PNW plans to close gap between male and female athletes

There is a gap between male and female athletes – and PNW is working to close it.

“I don’t think there is a discrepancy with how men are recognized in sport compared to women — I know there is,” said Mary Whisler, head coach of the Pride’s women’s soccer team. 

“Women receive a fraction of the media attention in building up big sporting events, even when data shows that when they receive the same type of media coverage their numbers compare insanely close to the top men’s events,” she said. “For those of us that believe in equality for all, which I do, then it’s simply that women are fighting for the same platform and resources.”

The university has been working on equal treatment for its athletes for more than a decade.

“I think female athletes are treated pretty much the same as male athletes,” said Patricia Dizon, a senior on the women’s tennis team. “The athletic department tries to ensure that all of their athletes regardless of gender are supported.”

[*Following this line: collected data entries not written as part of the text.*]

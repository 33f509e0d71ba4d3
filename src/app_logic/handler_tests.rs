use super::handler::*;
use crate::core::clock::test_support::FixedClock;
use crate::core::config::{ConfigError, Result as ConfigResult};
use crate::core::launcher::{LaunchError, Result as LaunchResult};
use crate::core::persistence::test_support::MemoryFileStore;
use crate::core::{
    AppPaths, CaptureOutcome, ConfigManagerOperations, GameLauncherOperations, GameRecord,
    GameType, ScanEntry, ScannerOperations, ThumbnailCaptureOperations,
};
use std::collections::HashMap;
use std::fs;
use std::io;
use std::path::{Path, PathBuf};
use std::sync::mpsc::{self, Receiver};
use std::sync::{Arc, Mutex};
use std::time::Duration;
use tempfile::{TempDir, tempdir};
use time::macros::datetime;

const SCAN_TIMEOUT: Duration = Duration::from_secs(5);

// Mock for ConfigManagerOperations
struct MockConfigManager {
    last_root: Mutex<Option<PathBuf>>,
    fail_saves: Mutex<bool>,
    saved: Mutex<Vec<Option<PathBuf>>>,
}

impl MockConfigManager {
    fn new() -> Self {
        MockConfigManager {
            last_root: Mutex::new(None),
            fail_saves: Mutex::new(false),
            saved: Mutex::new(Vec::new()),
        }
    }

    fn set_last_root(&self, root: Option<PathBuf>) {
        *self.last_root.lock().unwrap() = root;
    }

    fn set_fail_saves(&self, fail: bool) {
        *self.fail_saves.lock().unwrap() = fail;
    }

    fn get_saved(&self) -> Vec<Option<PathBuf>> {
        self.saved.lock().unwrap().clone()
    }
}

impl ConfigManagerOperations for MockConfigManager {
    fn load_last_root_path(&self, _app_name: &str) -> ConfigResult<Option<PathBuf>> {
        Ok(self.last_root.lock().unwrap().clone())
    }

    fn save_last_root_path(&self, app_name: &str, root: Option<&Path>) -> ConfigResult<()> {
        assert_eq!(app_name, APP_NAME);
        if *self.fail_saves.lock().unwrap() {
            return Err(ConfigError::NoConfigDirectory);
        }
        self.saved.lock().unwrap().push(root.map(Path::to_path_buf));
        Ok(())
    }
}

// Mock for ScannerOperations: serves preset entries per directory and records requests.
struct MockScanner {
    entries: Mutex<HashMap<PathBuf, Vec<ScanEntry>>>,
    calls: Mutex<Vec<PathBuf>>,
}

impl MockScanner {
    fn new() -> Self {
        MockScanner {
            entries: Mutex::new(HashMap::new()),
            calls: Mutex::new(Vec::new()),
        }
    }

    fn set_entries(&self, directory: &Path, entries: Vec<ScanEntry>) {
        self.entries
            .lock()
            .unwrap()
            .insert(directory.to_path_buf(), entries);
    }

    fn get_calls(&self) -> Vec<PathBuf> {
        self.calls.lock().unwrap().clone()
    }
}

impl ScannerOperations for MockScanner {
    fn scan_directory(&self, directory: &Path, on_entry: &mut dyn FnMut(ScanEntry)) {
        self.calls.lock().unwrap().push(directory.to_path_buf());
        let entries = self
            .entries
            .lock()
            .unwrap()
            .get(directory)
            .cloned()
            .unwrap_or_default();
        for entry in entries {
            on_entry(entry);
        }
    }
}

// Mock for GameLauncherOperations
struct MockLauncher {
    fail_with: Mutex<Option<String>>,
    launched: Mutex<Vec<PathBuf>>,
}
use crate::core::models::GameRecord;
use std::io;
use std::path::{Path, PathBuf};
use std::process::{Child, Command, ExitStatus, Stdio};
use std::thread::{self, JoinHandle};

#[derive(Debug)]
pub enum LaunchError {
    NoExecutable(PathBuf),
    Io(PathBuf, io::Error),
}

impl std::fmt::Display for LaunchError {
    fn fmt(&self, f: &mut std::fmt::Formatter<'_>) -> std::fmt::Result {
        match self {
            LaunchError::NoExecutable(game) => {
                write!(f, "No executable is set for {game:?}")
            }
            LaunchError::Io(exe, e) => write!(f, "Failed to start {exe:?}: {e}"),
        }
    }
}

impl std::error::Error for LaunchError {
    fn source(&self) -> Option<&(dyn std::error::Error + 'static)> {
        match self {
            LaunchError::NoExecutable(_) => None,
            LaunchError::Io(_, e) => Some(e),
        }
    }
}

pub type Result<T> = std::result::Result<T, LaunchError>;

pub trait GameLauncherOperations: Send + Sync {
    /*
     * Starts the record's launch executable with its containing directory as the working
     * directory and returns the process id. The process is left running and is reaped in the
     * background once it exits.
     */
    fn launch(&self, game: &GameRecord) -> Result<u32>;
}

pub struct CoreGameLauncher {}

impl CoreGameLauncher {
    pub fn new() -> Self {
        CoreGameLauncher {}
    }
}

impl Default for CoreGameLauncher {
    fn default() -> Self {
        Self::new()
    }
}

impl GameLauncherOperations for CoreGameLauncher {
    fn launch(&self, game: &GameRecord) -> Result<u32> {
        if !game.has_launch_executable() {
            return Err(LaunchError::NoExecutable(game.file_path.clone()));
        }
        let executable = Path::new(&game.launch_executable_path);
        let mut command = Command::new(executable);
        command.stdin(Stdio::null());
        if let Some(dir) = executable.parent().filter(|p| !p.as_os_str().is_empty()) {
            command.current_dir(dir);
        }
        let child = command
            .spawn()
            .map_err(|e| LaunchError::Io(executable.to_path_buf(), e))?;
        let pid = child.id();
        log::info!(
            "GameLauncher: Started {executable:?} for {:?} (pid {pid}).",
            game.file_path
        );
        if let Err(e) = reap_in_background(child) {
            log::warn!("GameLauncher: Could not start a waiter for pid {pid}: {e}");
        }
        Ok(pid)
    }
}

// Waits for `child` on a helper thread so it does not linger as a zombie after it exits.
fn reap_in_background(mut child: Child) -> io::Result<JoinHandle<Option<ExitStatus>>> {
    thread::Builder::new()
        .name("gamedb-launch-waiter".to_string())
        .spawn(move || {
            let pid = child.id();
            match child.wait() {
                Ok(status) => {
                    log::debug!("GameLauncher: pid {pid} exited with {status}.");
                    Some(status)
                }
                Err(e) => {
                    log::warn!("GameLauncher: Waiting for pid {pid} failed: {e}");
                    None
                }
            }
        })
}
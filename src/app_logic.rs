/*
 * Application logic layer. `LibraryController` is the single-threaded owner of the library
 * services and the browse session; front ends drive it and show the `AppNotice`s it returns.
 * Unit tests for the controller are in `handler_tests.rs`.
 */
pub mod handler;

#[cfg(test)]
mod handler_tests;

pub use handler::{AppNotice, LibraryController, LibraryServices};
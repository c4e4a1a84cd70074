//! Exponential backoff with jitter.

use std::time::Duration;

use rand::Rng;

/// Backoff schedule for re-establishing a change feed.
#[derive(Debug, Clone, Copy, PartialEq, Eq)]
pub struct Backoff {
    pub base: Duration,
    pub max: Duration,
}

impl Backoff {
    pub fn new(base: Duration, max: Duration) -> Self {
        Self { base, max }
    }

    /// Delay before retry number `attempt` (the first retry is attempt 1).
    /// Attempt 0 is immediate.
    pub fn delay(&self, attempt: u32) -> Duration {
        if attempt == 0 {
            return Duration::ZERO;
        }

        let base_ms = self.base.as_millis() as u64;
        let max_ms = self.max.as_millis() as u64;
        let exponential = 2u64.saturating_pow(attempt - 1);
        let capped = base_ms.saturating_mul(exponential).min(max_ms);

        // 0-10% jitter on top of the capped delay
        let jitter_range = capped / 10;
        let jitter = if jitter_range > 0 {
            rand::thread_rng().gen_range(0..jitter_range)
        } else {
            0
        };

        Duration::from_millis(capped + jitter)
    }
}

impl Default for Backoff {
    fn default() -> Self {
        Self::new(Duration::from_millis(100), Duration::from_secs(5))
    }
}
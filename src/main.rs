//! Weighted discovery watcher.
//!
//! Resolves a service from the configured store, keeps a weighted picker
//! current, and periodically reports how picks are distributed.
//!
//! ```text
//! store (memory | etcd)
//!     → Resolver (scan + watch prefix)
//!     → Balancer (picker rebuilt per snapshot)
//!     → pick histogram every tick
//! ```

use std::collections::BTreeMap;
use std::path::PathBuf;
use std::sync::Arc;
use std::time::Duration;

use clap::Parser;

use weighted_discovery::config::{load_config, DiscoveryConfig, StoreBackend};
use weighted_discovery::discovery::{Endpoint, KeyValueStore, MemoryStore};
use weighted_discovery::load_balancer::Connector;
use weighted_discovery::observability::{logging, metrics};
use weighted_discovery::Registry;

#[derive(Parser)]
#[command(name = "weighted-discovery")]
#[command(about = "Watch a service prefix and balance picks by weight", long_about = None)]
struct Cli {
    /// Path to a TOML configuration file.
    #[arg(short, long)]
    config: Option<PathBuf>,

    /// Picks to perform per tick.
    #[arg(short, long, default_value_t = 1000)]
    picks: usize,

    /// Milliseconds between ticks.
    #[arg(short, long, default_value_t = 1000)]
    interval_ms: u64,

    /// Print snapshots as JSON.
    #[arg(long)]
    json: bool,
}

#[tokio::main]
async fn main() -> Result<(), Box<dyn std::error::Error>> {
    let cli = Cli::parse();

    let config = match &cli.config {
        Some(path) => load_config(path)?,
        None => DiscoveryConfig::default(),
    };

    logging::init(&config.observability);
    tracing::info!("weighted-discovery v{} starting", env!("CARGO_PKG_VERSION"));

    if config.observability.metrics_enabled {
        match config.observability.metrics_address.parse() {
            Ok(addr) => metrics::init_metrics(addr),
            Err(_) => tracing::error!(
                metrics_address = %config.observability.metrics_address,
                "Failed to parse metrics address"
            ),
        }
    }

    let store = build_store(&config).await?;

    let mut registry = Registry::with_defaults(config.weight_policy());
    registry.register_store(config.target.scheme.clone(), store);

    let connector: Arc<dyn Connector<String>> = Arc::new(|e: &Endpoint| e.identity.clone());
    let channel = registry
        .dial(
            &config.target.uri(),
            &config.target.balancer,
            connector,
            config.resolver_options(),
        )
        .await?;

    tracing::info!(
        target = %channel.target(),
        endpoints = channel.snapshot().len(),
        "Channel ready"
    );

    let mut ticker = tokio::time::interval(Duration::from_millis(cli.interval_ms.max(1)));
    let mut last_revision = None;
    let shutdown = tokio::signal::ctrl_c();
    tokio::pin!(shutdown);
    loop {
        tokio::select! {
            _ = ticker.tick() => {
                let snapshot = channel.snapshot();
                if last_revision != Some(snapshot.revision()) {
                    last_revision = Some(snapshot.revision());
                    if cli.json {
                        println!("{}", serde_json::to_string(&snapshot)?);
                    } else {
                        for endpoint in snapshot.endpoints() {
                            println!("{} weight={}", endpoint.identity, endpoint.weight);
                        }
                    }
                }
                report_picks(&channel, cli.picks);
            }
            _ = &mut shutdown => {
                tracing::info!("Shutdown signal received");
                break;
            }
        }
    }

    channel.close().await;
    tracing::info!("Shutdown complete");
    Ok(())
}

async fn build_store(config: &DiscoveryConfig) -> Result<Arc<dyn KeyValueStore>, Box<dyn std::error::Error>> {
    match config.store.backend {
        StoreBackend::Memory => {
            let store = MemoryStore::new();
            for entry in &config.store.seed {
                store.put(entry.key.clone(), entry.value.clone());
            }
            tracing::info!(entries = config.store.seed.len(), "Using in-memory store");
            Ok(Arc::new(store))
        }
        #[cfg(feature = "etcd")]
        StoreBackend::Etcd => {
            let store = weighted_discovery::discovery::etcd::EtcdStore::connect(
                &config.store.endpoints,
                Duration::from_secs(config.timeouts.dial_secs),
            )
            .await?;
            Ok(Arc::new(store))
        }
        #[cfg(not(feature = "etcd"))]
        StoreBackend::Etcd => Err("etcd backend requires building with --features etcd".into()),
    }
}

fn report_picks(channel: &weighted_discovery::Channel<String>, picks: usize) {
    let mut histogram: BTreeMap<String, usize> = BTreeMap::new();
    let mut failures = 0;
    for _ in 0..picks {
        match channel.pick() {
            Ok(addr) => *histogram.entry(addr).or_default() += 1,
            Err(_) => failures += 1,
        }
    }

    if failures > 0 {
        tracing::warn!(failures, "Picks failed: no endpoints available");
    }
    for (addr, count) in &histogram {
        tracing::info!(address = %addr, picks = count, "Pick distribution");
    }
}
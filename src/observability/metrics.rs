//! Metrics collection and exposition.
//!
//! # Metrics
//! - `discovery_snapshots_published_total` (counter): snapshots pushed to listeners
//! - `discovery_endpoints` (gauge): endpoints in the last published snapshot, by prefix
//! - `discovery_feed_interruptions_total` (counter): lost change feeds, by prefix
//! - `discovery_malformed_entries_total` (counter): weights that fell back to the default
//! - `balancer_picks_total` (counter): picks by outcome (`ok`, `no_endpoints`)
//! - `balancer_ready_connections` (gauge): connections in the current picker

use std::net::SocketAddr;

use metrics::{counter, describe_counter, describe_gauge, gauge};
use metrics_exporter_prometheus::PrometheusBuilder;

/// Install the Prometheus recorder and its HTTP scrape listener.
///
/// Must run inside a Tokio runtime.
pub fn init_metrics(addr: SocketAddr) {
    match PrometheusBuilder::new().with_http_listener(addr).install() {
        Ok(()) => {
            describe();
            tracing::info!(address = %addr, "Metrics endpoint listening");
        }
        Err(e) => tracing::error!(address = %addr, error = %e, "Failed to install metrics exporter"),
    }
}

fn describe() {
    describe_counter!(
        "discovery_snapshots_published_total",
        "Total endpoint snapshots published to listeners"
    );
    describe_gauge!("discovery_endpoints", "Endpoints in the latest snapshot");
    describe_counter!(
        "discovery_feed_interruptions_total",
        "Total change feed interruptions recovered by re-scanning"
    );
    describe_counter!(
        "discovery_malformed_entries_total",
        "Total stored weights that fell back to the default"
    );
    describe_counter!("balancer_picks_total", "Total picks by outcome");
    describe_gauge!(
        "balancer_ready_connections",
        "Ready connections in the current picker"
    );
}

pub fn record_snapshot(prefix: &str, endpoints: usize) {
    counter!("discovery_snapshots_published_total").increment(1);
    gauge!("discovery_endpoints", "prefix" => prefix.to_string()).set(endpoints as f64);
}

pub fn record_feed_interruption(prefix: &str) {
    counter!("discovery_feed_interruptions_total", "prefix" => prefix.to_string()).increment(1);
}

pub fn record_malformed_entry() {
    counter!("discovery_malformed_entries_total").increment(1);
}

pub fn record_pick(ok: bool) {
    let outcome = if ok { "ok" } else { "no_endpoints" };
    counter!("balancer_picks_total", "outcome" => outcome).increment(1);
}

pub fn record_ready_connections(count: usize) {
    gauge!("balancer_ready_connections").set(count as f64);
}
//! Endpoint and snapshot types.
//!
//! # Key Space
//! ```text
//! <prefix>/<identity> = <decimal weight>
//! /grpclb/simple_grpc/10.0.0.1:8000 = "3"
//! ```
//! A value that is not a non-negative decimal integer falls back to the
//! default weight.

use std::sync::Arc;

use serde::Serialize;

use crate::discovery::DiscoveryError;
use crate::observability::metrics;

/// Weight used when a stored value cannot be parsed.
pub const DEFAULT_WEIGHT: u32 = 1;

/// One network-reachable instance of a service.
#[derive(Debug, Clone, PartialEq, Eq, Hash, Serialize)]
pub struct Endpoint {
    /// Network address, unique within a prefix.
    pub identity: String,
    /// Selection weight as stored (normalization happens in the picker).
    pub weight: u32,
}

impl Endpoint {
    pub fn new(identity: impl Into<String>, weight: u32) -> Self {
        Self {
            identity: identity.into(),
            weight,
        }
    }

    /// Build an endpoint from a raw key-value pair under `prefix`.
    ///
    /// Returns `None` when the key does not belong to the prefix or names
    /// nothing after it. A malformed weight is not a reason to skip the key.
    pub fn from_entry(prefix: &str, key: &str, value: &str, default_weight: u32) -> Option<Self> {
        let identity = identity_of(prefix, key)?;
        let weight = match parse_weight(value) {
            Ok(weight) => weight,
            Err(e) => {
                tracing::debug!(key = %key, error = %e, default_weight, "Using default weight");
                metrics::record_malformed_entry();
                default_weight
            }
        };
        Some(Self::new(identity, weight))
    }
}

/// Strip `prefix` from `key`, rejecting keys outside the namespace.
pub fn identity_of<'a>(prefix: &str, key: &'a str) -> Option<&'a str> {
    match key.strip_prefix(prefix) {
        Some(identity) if !identity.is_empty() => Some(identity),
        _ => {
            tracing::warn!(prefix = %prefix, key = %key, "Ignoring key outside watched prefix");
            None
        }
    }
}

/// Parse a stored weight value.
pub fn parse_weight(value: &str) -> Result<u32, DiscoveryError> {
    value.parse::<u32>().map_err(|_| DiscoveryError::MalformedEntry {
        value: value.to_string(),
    })
}

/// Encode a weight the way the registration side stores it.
pub fn encode_weight(weight: u32) -> String {
    weight.to_string()
}

/// The complete endpoint set at one point in time.
///
/// Cloning is cheap; the endpoint list is shared and never mutated.
#[derive(Debug, Clone, PartialEq, Eq, Default, Serialize)]
pub struct Snapshot {
    endpoints: Arc<[Endpoint]>,
    revision: i64,
}

impl Snapshot {
    pub fn new(endpoints: Vec<Endpoint>, revision: i64) -> Self {
        Self {
            endpoints: endpoints.into(),
            revision,
        }
    }

    pub fn endpoints(&self) -> &[Endpoint] {
        &self.endpoints
    }

    /// Store revision this snapshot reflects.
    pub fn revision(&self) -> i64 {
        self.revision
    }

    pub fn len(&self) -> usize {
        self.endpoints.len()
    }

    pub fn is_empty(&self) -> bool {
        self.endpoints.is_empty()
    }

    pub fn get(&self, identity: &str) -> Option<&Endpoint> {
        self.endpoints.iter().find(|e| e.identity == identity)
    }
}

#[cfg(test)]
mod tests {
    use super::*;

    #[test]
    fn test_weight_round_trip() {
        for weight in [0, 1, 3, 5, 100, u32::MAX] {
            assert_eq!(parse_weight(&encode_weight(weight)).unwrap(), weight);
        }
    }

    #[test]
    fn test_malformed_weight_defaults() {
        for value in ["", "abc", "-3", "1.5", " 2"] {
            let e = Endpoint::from_entry("/svc/", "/svc/10.0.0.1:8000", value, DEFAULT_WEIGHT).unwrap();
            assert_eq!(e.weight, 1, "value {:?}", value);
        }
        assert!(matches!(parse_weight("x"), Err(DiscoveryError::MalformedEntry { .. })));
    }

    #[test]
    fn test_identity_stripping() {
        let e = Endpoint::from_entry("/svc/", "/svc/10.0.0.1:8000", "3", DEFAULT_WEIGHT).unwrap();
        assert_eq!(e.identity, "10.0.0.1:8000");
        assert_eq!(e.weight, 3);

        assert!(Endpoint::from_entry("/svc/", "/other/10.0.0.1:8000", "3", 1).is_none());
        assert!(Endpoint::from_entry("/svc/", "/svc/", "3", 1).is_none());
    }

    #[test]
    fn test_snapshot_lookup() {
        let snapshot = Snapshot::new(vec![Endpoint::new("a", 3), Endpoint::new("b", 1)], 7);
        assert_eq!(snapshot.len(), 2);
        assert_eq!(snapshot.revision(), 7);
        assert_eq!(snapshot.get("b").map(|e| e.weight), Some(1));
        assert!(snapshot.get("c").is_none());
    }
}
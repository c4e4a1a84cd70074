//! Configuration loading from disk.

use std::fs;
use std::path::Path;

use thiserror::Error;

use crate::config::schema::DiscoveryConfig;
use crate::config::validation::{validate_config, ValidationError};

/// Error type for configuration loading.
#[derive(Debug, Error)]
pub enum ConfigError {
    #[error("IO error: {0}")]
    Io(#[from] std::io::Error),

    #[error("Parse error: {0}")]
    Parse(#[from] toml::de::Error),

    #[error("Validation failed: {}", join(.0))]
    Validation(Vec<ValidationError>),
}

fn join(errors: &[ValidationError]) -> String {
    errors
        .iter()
        .map(|e| e.to_string())
        .collect::<Vec<_>>()
        .join(", ")
}

/// Load and validate configuration from a TOML file.
pub fn load_config(path: &Path) -> Result<DiscoveryConfig, ConfigError> {
    let content = fs::read_to_string(path)?;
    parse_config(&content)
}

/// Parse and validate configuration from TOML text.
pub fn parse_config(content: &str) -> Result<DiscoveryConfig, ConfigError> {
    let config: DiscoveryConfig = toml::from_str(content)?;
    validate_config(&config).map_err(ConfigError::Validation)?;
    Ok(config)
}
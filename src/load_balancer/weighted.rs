//! Weighted random load balancing strategy.
//!
//! Each pick draws `r` uniformly from `[0, total_weight)` and walks the
//! connections in build order, subtracting weights until `r` goes negative.

use std::sync::Mutex;

use rand::rngs::StdRng;
use rand::{Rng, SeedableRng};

use crate::load_balancer::{PickError, Picker, PickerBuilder, ReadyConnection, WeightPolicy};

/// Immutable weighted picker over one ready set.
#[derive(Debug)]
pub struct WeightedPicker<C> {
    connections: Vec<ReadyConnection<C>>,
    total_weight: u64,
    rng: Mutex<StdRng>,
}

impl<C> WeightedPicker<C> {
    pub fn new(ready: Vec<ReadyConnection<C>>, policy: WeightPolicy) -> Self {
        Self::with_rng(ready, policy, StdRng::from_entropy())
    }

    /// Deterministic picker for reproducible selection sequences.
    pub fn with_seed(ready: Vec<ReadyConnection<C>>, policy: WeightPolicy, seed: u64) -> Self {
        Self::with_rng(ready, policy, StdRng::seed_from_u64(seed))
    }

    fn with_rng(ready: Vec<ReadyConnection<C>>, policy: WeightPolicy, rng: StdRng) -> Self {
        let connections: Vec<_> = ready
            .into_iter()
            .map(|c| ReadyConnection::new(c.handle, policy.normalize(c.weight)))
            .collect();
        let total_weight = connections.iter().map(|c| u64::from(c.weight)).sum();
        Self {
            connections,
            total_weight,
            rng: Mutex::new(rng),
        }
    }

    pub fn total_weight(&self) -> u64 {
        self.total_weight
    }

    /// Connections with their normalized weights, in selection order.
    pub fn connections(&self) -> &[ReadyConnection<C>] {
        &self.connections
    }

    fn draw(&self) -> u64 {
        let mut rng = self.rng.lock().unwrap_or_else(|poisoned| poisoned.into_inner());
        rng.gen_range(0..self.total_weight)
    }
}

impl<C: Clone + Send + Sync> Picker<C> for WeightedPicker<C> {
    fn pick(&self) -> Result<C, PickError> {
        let last = self.connections.last().ok_or(PickError::NoEndpointsAvailable)?;

        let mut remaining = self.draw();
        for connection in &self.connections {
            let weight = u64::from(connection.weight);
            if remaining < weight {
                return Ok(connection.handle.clone());
            }
            remaining -= weight;
        }
        // draw < total_weight, so the walk always returns above
        Ok(last.handle.clone())
    }

    fn len(&self) -> usize {
        self.connections.len()
    }
}

/// Builds [`WeightedPicker`]s with a fixed weight policy.
#[derive(Debug, Clone, Copy, Default)]
pub struct WeightedBuilder {
    policy: WeightPolicy,
}

impl WeightedBuilder {
    pub const NAME: &'static str = "weight";

    pub fn new(policy: WeightPolicy) -> Self {
        Self { policy }
    }
}

impl<C: Clone + Send + Sync + 'static> PickerBuilder<C> for WeightedBuilder {
    fn name(&self) -> &'static str {
        Self::NAME
    }

    fn build(&self, ready: Vec<ReadyConnection<C>>) -> Box<dyn Picker<C>> {
        tracing::debug!(ready = ready.len(), "Building weighted picker");
        Box::new(WeightedPicker::new(ready, self.policy))
    }
}
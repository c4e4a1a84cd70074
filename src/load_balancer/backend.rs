//! Ready connections and weight normalization.

/// A connection the transport considers usable, paired with its weight.
#[derive(Debug, Clone, PartialEq, Eq)]
pub struct ReadyConnection<C> {
    pub handle: C,
    pub weight: u32,
}

impl<C> ReadyConnection<C> {
    pub fn new(handle: C, weight: u32) -> Self {
        Self { handle, weight }
    }
}

/// How stored weights map to selection weights.
///
/// Weights below `min_weight` (including zero) are raised to it; the floor is
/// never below 1. `max_weight` caps weights only when set.
#[derive(Debug, Clone, Copy, PartialEq, Eq)]
pub struct WeightPolicy {
    pub min_weight: u32,
    pub max_weight: Option<u32>,
}

impl WeightPolicy {
    /// Floor-only policy.
    pub fn floor(min_weight: u32) -> Self {
        Self {
            min_weight,
            max_weight: None,
        }
    }

    /// Floor and cap, e.g. `clamped(1, 5)`.
    pub fn clamped(min_weight: u32, max_weight: u32) -> Self {
        Self {
            min_weight,
            max_weight: Some(max_weight),
        }
    }

    pub fn normalize(&self, weight: u32) -> u32 {
        let floor = self.min_weight.max(1);
        let weight = weight.max(floor);
        match self.max_weight {
            Some(max) => weight.min(max.max(floor)),
            None => weight,
        }
    }
}

impl Default for WeightPolicy {
    fn default() -> Self {
        Self::floor(1)
    }
}
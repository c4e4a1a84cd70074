//! Configuration validation.
//!
//! # Responsibilities
//! - Semantic validation (serde handles syntactic)
//! - Validate value ranges (timeouts > 0, weight bounds ordered)
//! - Check the target can form a key prefix
//!
//! # Design Decisions
//! - Returns all validation errors, not just first
//! - Validation is pure function: DiscoveryConfig → Result<(), Vec<ValidationError>>
//! - Runs before config is accepted into the system

use thiserror::Error;

use crate::config::schema::{DiscoveryConfig, StoreBackend};

/// A single semantic problem in the configuration.
#[derive(Debug, Clone, Error, PartialEq, Eq)]
pub enum ValidationError {
    #[error("{field} must not be empty")]
    Empty { field: &'static str },

    #[error("{field} must not contain '/'")]
    ContainsSlash { field: &'static str },

    #[error("{field} must be greater than zero")]
    Zero { field: &'static str },

    #[error("weights.min_weight ({min}) exceeds weights.max_weight ({max})")]
    WeightBounds { min: u32, max: u32 },

    #[error("resync.base_delay_ms ({base}) exceeds resync.max_delay_ms ({max})")]
    BackoffBounds { base: u64, max: u64 },

    #[error("store.endpoints must list at least one endpoint for the etcd backend")]
    NoStoreEndpoints,
}

/// Validate a configuration, collecting every problem.
pub fn validate_config(config: &DiscoveryConfig) -> Result<(), Vec<ValidationError>> {
    let mut errors = Vec::new();

    for (field, value) in [
        ("target.scheme", &config.target.scheme),
        ("target.service", &config.target.service),
        ("target.balancer", &config.target.balancer),
    ] {
        if value.is_empty() {
            errors.push(ValidationError::Empty { field });
        }
    }
    if config.target.scheme.contains('/') {
        errors.push(ValidationError::ContainsSlash { field: "target.scheme" });
    }

    if config.timeouts.read_secs == 0 {
        errors.push(ValidationError::Zero { field: "timeouts.read_secs" });
    }
    if config.timeouts.dial_secs == 0 {
        errors.push(ValidationError::Zero { field: "timeouts.dial_secs" });
    }

    if let Some(max) = config.weights.max_weight {
        if config.weights.min_weight > max {
            errors.push(ValidationError::WeightBounds {
                min: config.weights.min_weight,
                max,
            });
        }
    }

    if config.resync.base_delay_ms > config.resync.max_delay_ms {
        errors.push(ValidationError::BackoffBounds {
            base: config.resync.base_delay_ms,
            max: config.resync.max_delay_ms,
        });
    }

    if config.store.backend == StoreBackend::Etcd && config.store.endpoints.is_empty() {
        errors.push(ValidationError::NoStoreEndpoints);
    }

    if errors.is_empty() {
        Ok(())
    } else {
        Err(errors)
    }
}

For example, every award presented at the athletic department’s Leo Awards banquet has male and female versions. These awards include athlete of the year, scholar-athlete of the year and most improved player. 

In addition, PNW hosts a women’s leadership luncheon in March, to recognize female leaders in the athletic department. 

During the last decade, the university has also invested more money in women’s sports than in the men’s – and built more women’s teams.

But gaps remain at many schools.

At a collegiate level, there is an academic difference in the standards of male and female athletes.

“In my profession, males are held to a lower academic standard,” said Whisler. “Just look at nearly every university in the country’s athletic department and the GPA of the teams. Nearly all are led by women in all of their top spots.”

At PNW, the Athletic Department last reported a cumulative team GPA of 3.34 in spring 2022.  The department was led by the Women’s Tennis, with a team GPA of 3.74, followed by Women’s Cross Country (3.67) and Women’s Soccer (3.65). Women’s golf and women’s basketball were tied with a 3.59 GPA, followed by men’s tennis (3.58).

Still, Whisler believes the momentum towards parity is already apparent.

“The growth of the NWSL [National Women’s Soccer League] is trending higher, faster than the MLS (Major League Soccer) ever did, and they aren’t even streamed on mainstream channels often,” she said. “The goal is for humans to be treated equally for doing the same exact thing.”